What are signs and symptoms for Auditory Processing Disorder?

In essence, APD is a learning and social-communication disability, not a hearing problem. In patients with APD, hearing thresholds are often normal, but the central nervous system has trouble processing what is being heard. Symptoms typically appear at a young age and can range from mild to severe.  Signs and symptoms can present themselves differently, depending on age.  These may include:

  • Reports of not hearing well, despite being diagnosed with normal hearing.
  • Difficulty following a series of directions (for example, when using “first”, “next”, “afterwards”, etc.)
  • Frequent requests for repetition or rephrasing of instructions.
  • Difficulty understanding intonation of speech (for example, understanding sarcasm, idioms, or jokes).
  • Difficulty learning new languages.
  • Weakness in auditory comprehension
  • Difficulty using multiple modalities at once (for example, listening to a lecture while taking notes)
  • Decreased ability to be attentive while listening vs. using visual information.
  • Increased troubles when speech is distorted, muffled, or quick.

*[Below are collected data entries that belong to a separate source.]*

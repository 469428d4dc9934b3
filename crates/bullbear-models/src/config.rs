use std::collections::HashMap;
use std::fmt;
use std::str::FromStr;

use serde::{Deserialize, Serialize};

use crate::decision::UnknownVariant;

const DEFAULT_TEMPERATURE: f64 = 0.3;

/// Supported LLM backends, keyed by the provider id callers put in [`TradingConfig`].
#[derive(Debug, Clone, Copy, Serialize, Deserialize, PartialEq, Eq, Hash)]
#[serde(rename_all = "lowercase")]
pub enum Backend {
    OpenAi,
    Groq,
    OpenRouter,
    Ollama,
    Anthropic,
    Google,
}

impl Backend {
    pub const ALL: [Backend; 6] = [
        Backend::OpenAi,
        Backend::Groq,
        Backend::OpenRouter,
        Backend::Ollama,
        Backend::Anthropic,
        Backend::Google,
    ];

    pub fn id(&self) -> &'static str {
        match self {
            Backend::OpenAi => "openai",
            Backend::Groq => "groq",
            Backend::OpenRouter => "openrouter",
            Backend::Ollama => "ollama",
            Backend::Anthropic => "anthropic",
            Backend::Google => "google",
        }
    }

    /// Environment variable consulted when the config carries no key.
    pub fn api_key_env(&self) -> String {
        format!("{}_API_KEY", self.id().to_ascii_uppercase())
    }

    pub fn requires_api_key(&self) -> bool {
        !matches!(self, Backend::Ollama)
    }

    /// Default (deep, quick) model identifiers.
    pub fn default_models(&self) -> (&'static str, &'static str) {
        match self {
            Backend::OpenAi => ("gpt-4o", "gpt-4o-mini"),
            Backend::Groq => ("llama-3.3-70b-versatile", "llama-3.1-8b-instant"),
            Backend::OpenRouter => (
                "meta-llama/llama-3.1-70b-instruct",
                "meta-llama/llama-3.1-8b-instruct",
            ),
            Backend::Ollama => ("llama3.1", "llama3.1"),
            Backend::Anthropic => ("claude-3-5-sonnet-20241022", "claude-3-5-haiku-20241022"),
            Backend::Google => ("gemini-1.5-pro", "gemini-1.5-flash"),
        }
    }
}

impl fmt::Display for Backend {
    fn fmt(&self, f: &mut fmt::Formatter<'_>) -> fmt::Result {
        f.write_str(self.id())
    }
}

impl FromStr for Backend {
    type Err = UnknownVariant;

    fn from_str(s: &str) -> Result<Self, Self::Err> {
        let id = s.trim().to_ascii_lowercase();
        Backend::ALL
            .into_iter()
            .find(|b| b.id() == id)
            .ok_or_else(|| UnknownVariant {
                kind: "LLM provider",
                value: s.trim().to_string(),
            })
    }
}

/// Per-request model settings and credentials.
///
/// Built by the caller for every run and passed by value. Never stored in
/// process-wide state, so concurrent runs cannot see each other's keys.
#[derive(Clone, Serialize, Deserialize, PartialEq)]
pub struct TradingConfig {
    /// Provider id, e.g. "groq". Validated when the adapter is built.
    #[serde(alias = "llmProvider")]
    pub llm_provider: String,
    /// Model for careful steps (risk assessment, final decision).
    #[serde(alias = "deepThinkModel", alias = "deepThinkLLM")]
    pub deep_think_model: String,
    /// Model for fast steps (researchers, generic agent runs).
    #[serde(alias = "quickThinkModel", alias = "quickThinkLLM")]
    pub quick_think_model: String,
    /// Sampling temperature, 0.0 to 1.0.
    #[serde(default = "default_temperature")]
    pub temperature: f64,
    /// Provider id -> API key.
    #[serde(default, alias = "apiKeys")]
    pub api_keys: HashMap<String, String>,
    /// Replaces the backend's default endpoint.
    #[serde(default, alias = "baseUrl", alias = "baseUrlOverride")]
    pub base_url_override: Option<String>,
}

fn default_temperature() -> f64 {
    DEFAULT_TEMPERATURE
}

impl TradingConfig {
    /// Config with the backend's default models and no explicit keys.
    /// Unknown ids keep empty model names; adapter construction rejects them.
    pub fn for_provider(provider: &str) -> Self {
        let (deep, quick) = provider
            .parse::<Backend>()
            .map(|b| b.default_models())
            .unwrap_or(("", ""));
        Self {
            llm_provider: provider.to_string(),
            deep_think_model: deep.to_string(),
            quick_think_model: quick.to_string(),
            temperature: DEFAULT_TEMPERATURE,
            api_keys: HashMap::new(),
            base_url_override: None,
        }
    }

    pub fn with_api_key(mut self, provider: &str, key: impl Into<String>) -> Self {
        self.api_keys.insert(provider.to_ascii_lowercase(), key.into());
        self
    }

    /// Temperature forced into [0, 1]; NaN falls back to the default.
    pub fn clamped_temperature(&self) -> f64 {
        if self.temperature.is_nan() {
            DEFAULT_TEMPERATURE
        } else {
            self.temperature.clamp(0.0, 1.0)
        }
    }

    /// Key from the config map, if present and non-empty.
    pub fn configured_key(&self, backend: Backend) -> Option<&str> {
        self.api_keys
            .iter()
            .find(|(provider, _)| provider.eq_ignore_ascii_case(backend.id()))
            .map(|(_, key)| key.as_str())
            .filter(|key| !key.trim().is_empty())
    }
}

impl fmt::Debug for TradingConfig {
    fn fmt(&self, f: &mut fmt::Formatter<'_>) -> fmt::Result {
        let providers_with_keys: Vec<&String> = self.api_keys.keys().collect();
        f.debug_struct("TradingConfig")
            .field("llm_provider", &self.llm_provider)
            .field("deep_think_model", &self.deep_think_model)
            .field("quick_think_model", &self.quick_think_model)
            .field("temperature", &self.temperature)
            .field("api_keys", &providers_with_keys)
            .field("base_url_override", &self.base_url_override)
            .finish()
    }
}

/// Engine-wide settings, loaded from TOML. Holds no credentials.
#[derive(Debug, Clone, Default, Serialize, Deserialize, PartialEq)]
#[serde(default)]
pub struct EngineConfig {
    pub provider: ProviderSettings,
    pub agent: AgentSettings,
    pub debate: DebateSettings,
}

#[derive(Debug, Clone, Serialize, Deserialize, PartialEq)]
#[serde(default)]
pub struct ProviderSettings {
    /// Timeout for a single backend call.
    pub request_timeout_seconds: u64,
    /// Completion token cap sent to backends that require one.
    pub max_tokens: u32,
}

impl Default for ProviderSettings {
    fn default() -> Self {
        Self {
            request_timeout_seconds: 60,
            max_tokens: 4096,
        }
    }
}

#[derive(Debug, Clone, Serialize, Deserialize, PartialEq)]
#[serde(default)]
pub struct AgentSettings {
    /// Tool-calling rounds before the loop gives up.
    pub max_iterations: u32,
    /// Timeout for a single tool execution.
    pub tool_timeout_seconds: u64,
    /// Run a turn's tool calls concurrently when every tool is side-effect-free.
    pub parallel_tools: bool,
}

impl Default for AgentSettings {
    fn default() -> Self {
        Self {
            max_iterations: 5,
            tool_timeout_seconds: 30,
            parallel_tools: false,
        }
    }
}

#[derive(Debug, Clone, Serialize, Deserialize, PartialEq)]
#[serde(default)]
pub struct DebateSettings {
    /// Rounds used when the request does not name a count.
    pub default_rounds: u32,
    /// Largest round count a request may ask for.
    pub max_rounds: u32,
    /// Budget for the whole debate, all steps included.
    pub total_timeout_seconds: u64,
    /// Let researchers pull fresh data through a nested agent loop.
    pub researcher_tools: bool,
}

impl Default for DebateSettings {
    fn default() -> Self {
        Self {
            default_rounds: 2,
            max_rounds: 5,
            total_timeout_seconds: 600,
            researcher_tools: false,
        }
    }
}

#[cfg(test)]
mod tests {
    use super::*;

    #[test]
    fn backend_parsing_is_case_insensitive() {
        assert_eq!("Groq".parse::<Backend>().unwrap(), Backend::Groq);
        assert_eq!(" OPENAI ".parse::<Backend>().unwrap(), Backend::OpenAi);
        let err = "cohere".parse::<Backend>().unwrap_err();
        assert_eq!(err.value, "cohere");
    }

    #[test]
    fn backend_env_names() {
        assert_eq!(Backend::Groq.api_key_env(), "GROQ_API_KEY");
        assert_eq!(Backend::OpenRouter.api_key_env(), "OPENROUTER_API_KEY");
        assert!(!Backend::Ollama.requires_api_key());
        assert!(Backend::Anthropic.requires_api_key());
    }

    #[test]
    fn for_provider_fills_default_models() {
        let config = TradingConfig::for_provider("groq");
        assert_eq!(config.deep_think_model, "llama-3.3-70b-versatile");
        assert_eq!(config.quick_think_model, "llama-3.1-8b-instant");
        assert_eq!(config.temperature, 0.3);

        let unknown = TradingConfig::for_provider("cohere");
        assert!(unknown.deep_think_model.is_empty());
    }

    #[test]
    fn configured_key_ignores_empty_entries() {
        let config = TradingConfig::for_provider("groq").with_api_key("groq", "  ");
        assert!(config.configured_key(Backend::Groq).is_none());

        let config = TradingConfig::for_provider("groq").with_api_key("GROQ", "gsk-123");
        assert_eq!(config.configured_key(Backend::Groq), Some("gsk-123"));
        assert!(config.configured_key(Backend::OpenAi).is_none());
    }

    #[test]
    fn debug_output_redacts_keys() {
        let config = TradingConfig::for_provider("openai").with_api_key("openai", "sk-secret");
        let debug = format!("{config:?}");
        assert!(debug.contains("openai"));
        assert!(!debug.contains("sk-secret"));
    }

    #[test]
    fn temperature_is_clamped() {
        let mut config = TradingConfig::for_provider("groq");
        config.temperature = 1.8;
        assert_eq!(config.clamped_temperature(), 1.0);
        config.temperature = f64::NAN;
        assert_eq!(config.clamped_temperature(), 0.3);
    }

    #[test]
    fn trading_config_accepts_camel_case_json() {
        let json = r#"{
            "llmProvider": "anthropic",
            "deepThinkModel": "claude-3-5-sonnet-20241022",
            "quickThinkModel": "claude-3-5-haiku-20241022",
            "temperature": 0.2,
            "apiKeys": {"anthropic": "sk-ant"},
            "baseUrlOverride": "http://localhost:9000/v1/messages"
        }"#;
        let config: TradingConfig = serde_json::from_str(json).unwrap();
        assert_eq!(config.llm_provider, "anthropic");
        assert_eq!(config.configured_key(Backend::Anthropic), Some("sk-ant"));
        assert_eq!(
            config.base_url_override.as_deref(),
            Some("http://localhost:9000/v1/messages")
        );
    }

    #[test]
    fn engine_config_defaults() {
        let config = EngineConfig::default();
        assert_eq!(config.agent.max_iterations, 5);
        assert_eq!(config.debate.default_rounds, 2);
        assert_eq!(config.debate.max_rounds, 5);
        assert!(!config.agent.parallel_tools);
    }

    #[test]
    fn engine_config_from_partial_toml() {
        let toml_str = r#"
[provider]
request_timeout_seconds = 20

[agent]
max_iterations = 3
parallel_tools = true

[debate]
default_rounds = 1
researcher_tools = true
"#;

        let config: EngineConfig = toml::from_str(toml_str).unwrap();
        assert_eq!(config.provider.request_timeout_seconds, 20);
        assert_eq!(config.provider.max_tokens, 4096);
        assert_eq!(config.agent.max_iterations, 3);
        assert_eq!(config.agent.tool_timeout_seconds, 30);
        assert!(config.agent.parallel_tools);
        assert_eq!(config.debate.default_rounds, 1);
        assert_eq!(config.debate.max_rounds, 5);
        assert!(config.debate.researcher_tools);
    }

    #[test]
    fn empty_toml_is_default_config() {
        let config: EngineConfig = toml::from_str("").unwrap();
        assert_eq!(config, EngineConfig::default());
    }
}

Diagnosing APD:  A Gray Area

Though APD awareness has increased in recent years, confusion about the disorder abounds. It can appear simultaneously with conditions such as attention deficit/hyperactivity disorder, learning disabilities, or language impairment.  It is therefore important that those with APD symptoms get evaluated by a provider for proper diagnosis.

Group of children laying in grass

What can I expect during an Auditory Processing evaluation for myself or my child?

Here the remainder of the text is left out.